▶ [INSTRUCTIONS TO FOLLOW]
From the top of the records below down to the line containing "#[derive(Debug, Clone, PartialEq)]", reproduce every line exactly.

* * * * * * * * *

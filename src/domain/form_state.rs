//! Validation-aware form state.
//!
//! Each control moves through `Pristine → Edited → Valid | Invalid`. Until the
//! first submit attempt, controls are validated only on request
//! ([`FormState::validate_field`]); afterwards every edit re-validates the
//! control immediately.

use indexmap::IndexMap;
use serde::Serialize;
use serde_json::Value;
use std::sync::Arc;
use thiserror::Error;
use uuid::Uuid;

use super::upload::{FileHandle, FilePreview, FileUploadHandler};
use super::widget::Widget;
use crate::config::{Control, ControlKind, FormConfig};
use crate::validation::{FieldRules, FormSchema, RuleError, RuleSet, ValueShape};

/// Current values keyed by control name, in declaration order
pub type FormValues = IndexMap<String, Value>;

#[derive(Debug, Error)]
pub enum FormError {
    #[error("Unknown control: {0}")]
    UnknownControl(String),

    #[error("Control '{0}' does not accept files")]
    NotAFileControl(String),

    #[error(transparent)]
    Rules(#[from] RuleError),
}

#[derive(Debug, Clone, PartialEq, Eq, Serialize)]
#[serde(tag = "status", content = "message", rename_all = "camelCase")]
pub enum ControlStatus {
    Pristine,
    Edited,
    Valid,
    Invalid(String),
}

impl ControlStatus {
    pub fn error(&self) -> Option<&str> {
        match self {
            ControlStatus::Invalid(message) => Some(message),
            _ => None,
        }
    }
}

#[derive(Debug, Clone)]
pub struct ControlState {
    pub value: Value,
    pub status: ControlStatus,
    /// Password visibility toggle; unrelated to validation
    pub password_visible: bool,
}

#[derive(Debug, Clone, PartialEq)]
pub enum SubmitOutcome {
    /// All validators passed; the callback received these values
    Submitted(FormValues),
    /// Submission blocked; first error per control
    Rejected(IndexMap<String, String>),
}

impl SubmitOutcome {
    pub fn is_submitted(&self) -> bool {
        matches!(self, SubmitOutcome::Submitted(_))
    }
}

#[derive(Debug, Clone)]
struct ControlEntry {
    control: Control,
    state: ControlState,
    rules: Option<FieldRules>,
    uploads: Option<FileUploadHandler>,
}

#[derive(Debug, Clone)]
pub struct FormState {
    entries: IndexMap<String, ControlEntry>,
    schema: FormSchema,
    submit_count: u32,
}

impl FormState {
    /// Bind every control of a form and compile its validators.
    pub fn new(config: &FormConfig) -> Result<Self, FormError> {
        let mut entries = IndexMap::new();
        let mut schema = FormSchema::new();

        for control in config.controls() {
            let shape = ValueShape::for_control(control);
            let rules = match RuleSet::for_control(control)? {
                Some(rules) => {
                    let rules = Arc::new(rules);
                    if !control.disabled {
                        schema.insert(control.name.clone(), rules.clone());
                    }
                    Some(FieldRules::from_rules(rules))
                }
                None => None,
            };

            let value = initial_value(control, shape);
            let uploads = (control.kind == ControlKind::File).then(|| FileUploadHandler::new(control.multiple));

            entries.insert(
                control.name.clone(),
                ControlEntry {
                    control: control.clone(),
                    state: ControlState {
                        value,
                        status: ControlStatus::Pristine,
                        password_visible: false,
                    },
                    rules,
                    uploads,
                },
            );
        }

        Ok(Self {
            entries,
            schema,
            submit_count: 0,
        })
    }

    pub fn control(&self, name: &str) -> Option<&Control> {
        self.entries.get(name).map(|e| &e.control)
    }

    pub fn state(&self, name: &str) -> Option<&ControlState> {
        self.entries.get(name).map(|e| &e.state)
    }

    pub fn value(&self, name: &str) -> Option<&Value> {
        self.state(name).map(|s| &s.value)
    }

    pub fn status(&self, name: &str) -> Option<&ControlStatus> {
        self.state(name).map(|s| &s.status)
    }

    /// Field-level rule descriptor for a control, if it has a value.
    pub fn field_rules(&self, name: &str) -> Option<&FieldRules> {
        self.entries.get(name).and_then(|e| e.rules.as_ref())
    }

    pub fn schema(&self) -> &FormSchema {
        &self.schema
    }

    pub fn submit_count(&self) -> u32 {
        self.submit_count
    }

    /// Record a user edit.
    pub fn set_value(&mut self, name: &str, value: Value) -> Result<&ControlStatus, FormError> {
        let revalidate = self.submit_count > 0;
        let entry = self.entry_mut(name)?;
        entry.state.value = match ValueShape::for_control(&entry.control) {
            Some(shape) => shape.normalize(value),
            None => value,
        };
        entry.state.status = ControlStatus::Edited;
        if revalidate {
            validate_entry(entry);
        }
        Ok(&entry.state.status)
    }

    /// Validate one control through its field-level rules.
    pub fn validate_field(&mut self, name: &str) -> Result<&ControlStatus, FormError> {
        let entry = self.entry_mut(name)?;
        validate_entry(entry);
        Ok(&entry.state.status)
    }

    /// Flip a password input between masked and visible; returns the new visibility.
    pub fn toggle_password_visibility(&mut self, name: &str) -> Result<bool, FormError> {
        let entry = self.entry_mut(name)?;
        entry.state.password_visible = !entry.state.password_visible;
        Ok(entry.state.password_visible)
    }

    /// Replace a file control's selection and update its value.
    pub fn select_files(&mut self, name: &str, files: &[FileHandle]) -> Result<&[FilePreview], FormError> {
        let metadata = {
            let entry = self.entry_mut(name)?;
            let uploads = entry
                .uploads
                .as_mut()
                .ok_or_else(|| FormError::NotAFileControl(name.to_string()))?;
            uploads.select(files);
            uploads.metadata()
        };
        self.set_value(name, metadata)?;
        Ok(self.previews(name))
    }

    pub fn remove_file(&mut self, name: &str, id: Uuid) -> Result<Option<FilePreview>, FormError> {
        let (removed, metadata) = {
            let entry = self.entry_mut(name)?;
            let uploads = entry
                .uploads
                .as_mut()
                .ok_or_else(|| FormError::NotAFileControl(name.to_string()))?;
            let removed = uploads.remove(id);
            (removed, uploads.metadata())
        };
        if removed.is_some() {
            self.set_value(name, metadata)?;
        }
        Ok(removed)
    }

    pub fn previews(&self, name: &str) -> &[FilePreview] {
        self.entries
            .get(name)
            .and_then(|e| e.uploads.as_ref())
            .map(FileUploadHandler::previews)
            .unwrap_or(&[])
    }

    /// Current value of every valued control (buttons excluded).
    pub fn values(&self) -> FormValues {
        self.entries
            .iter()
            .filter(|(_, e)| e.rules.is_some())
            .map(|(name, e)| (name.clone(), e.state.value.clone()))
            .collect()
    }

    /// Inline error text per invalid control.
    pub fn errors(&self) -> IndexMap<String, String> {
        self.entries
            .iter()
            .filter_map(|(name, e)| e.state.status.error().map(|m| (name.clone(), m.to_string())))
            .collect()
    }

    /// Validate everything; on success hand the values to `on_submit`.
    pub fn submit<F>(&mut self, on_submit: F) -> SubmitOutcome
    where
        F: FnOnce(&FormValues),
    {
        self.submit_count += 1;
        let values = self.values();
        let result = self.schema.validate(&values);

        for entry in self.entries.values_mut() {
            if entry.rules.is_some() && !entry.control.disabled {
                entry.state.status = ControlStatus::Valid;
            }
        }

        match result {
            Ok(()) => {
                tracing::debug!(fields = values.len(), "Form submitted");
                on_submit(&values);
                SubmitOutcome::Submitted(values)
            }
            Err(issues) => {
                let mut errors = IndexMap::new();
                for issue in issues {
                    let field = issue.field().to_string();
                    if let Some(entry) = self.entries.get_mut(&field) {
                        entry.state.status = ControlStatus::Invalid(issue.message.clone());
                    }
                    errors.entry(field).or_insert(issue.message);
                }
                tracing::warn!(invalid = errors.len(), "Form submission blocked by validation");
                SubmitOutcome::Rejected(errors)
            }
        }
    }

    /// Widgets in declaration order; unknown kinds are skipped.
    pub fn widgets(&self) -> Vec<Widget> {
        self.entries
            .values()
            .filter_map(|e| {
                let previews = e.uploads.as_ref().map(FileUploadHandler::previews).unwrap_or(&[]);
                Widget::build(&e.control, &e.state, previews)
            })
            .collect()
    }

    fn entry_mut(&mut self, name: &str) -> Result<&mut ControlEntry, FormError> {
        self.entries
            .get_mut(name)
            .ok_or_else(|| FormError::UnknownControl(name.to_string()))
    }
}

fn validate_entry(entry: &mut ControlEntry) {
    if entry.control.disabled {
        entry.state.status = ControlStatus::Valid;
        return;
    }
    if let Some(rules) = &entry.rules {
        entry.state.status = match rules.validate(&entry.state.value) {
            Ok(()) => ControlStatus::Valid,
            Err(message) => ControlStatus::Invalid(message),
        };
    }
}

fn initial_value(control: &Control, shape: Option<ValueShape>) -> Value {
    let Some(shape) = shape else {
        return control.value.clone().unwrap_or(Value::Null);
    };
    match (&control.value, shape) {
        (None, _) | (Some(Value::Null), _) => shape.empty_value(),
        (Some(value), shape) => shape.normalize(value.clone()),
    }
}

* * * * * * * * *

▶ [TASK RESPONSE]
filename src/domain/form_state.rs
//! Validation-aware form state.
//!
//! Each control moves through `Pristine → Edited → Valid | Invalid`. Until the
//! first submit attempt, controls are validated only on request
//! ([`FormState::validate_field`]); afterwards every edit re-validates the
//! control immediately.

use indexmap::IndexMap;
use serde::Serialize;
use serde_json::Value;
use std::sync::Arc;
use thiserror::Error;
use uuid::Uuid;

use super::upload::{FileHandle, FilePreview, FileUploadHandler};
use super::widget::Widget;
use crate::config::{Control, ControlKind, FormConfig};
use crate::validation::{FieldRules, FormSchema, RuleError, RuleSet, ValueShape};

/// Current values keyed by control name, in declaration order
pub type FormValues = IndexMap<String, Value>;

#[derive(Debug, Error)]
pub enum FormError {
    #[error("Unknown control: {0}")]
    UnknownControl(String),

    #[error("Control '{0}' does not accept files")]
    NotAFileControl(String),

    #[error(transparent)]
    Rules(#[from] RuleError),
}

#[derive(Debug, Clone, PartialEq, Eq, Serialize)]
#[serde(tag = "status", content = "message", rename_all = "camelCase")]
pub enum ControlStatus {
    Pristine,
    Edited,
    Valid,
    Invalid(String),
}

impl ControlStatus {
    pub fn error(&self) -> Option<&str> {
        match self {
            ControlStatus::Invalid(message) => Some(message),
            _ => None,
        }
    }
}

#[derive(Debug, Clone)]
pub struct ControlState {
    pub value: Value,
    pub status: ControlStatus,
    /// Password visibility toggle; unrelated to validation
    pub password_visible: bool,
}

#[derive(Debug, Clone, PartialEq)]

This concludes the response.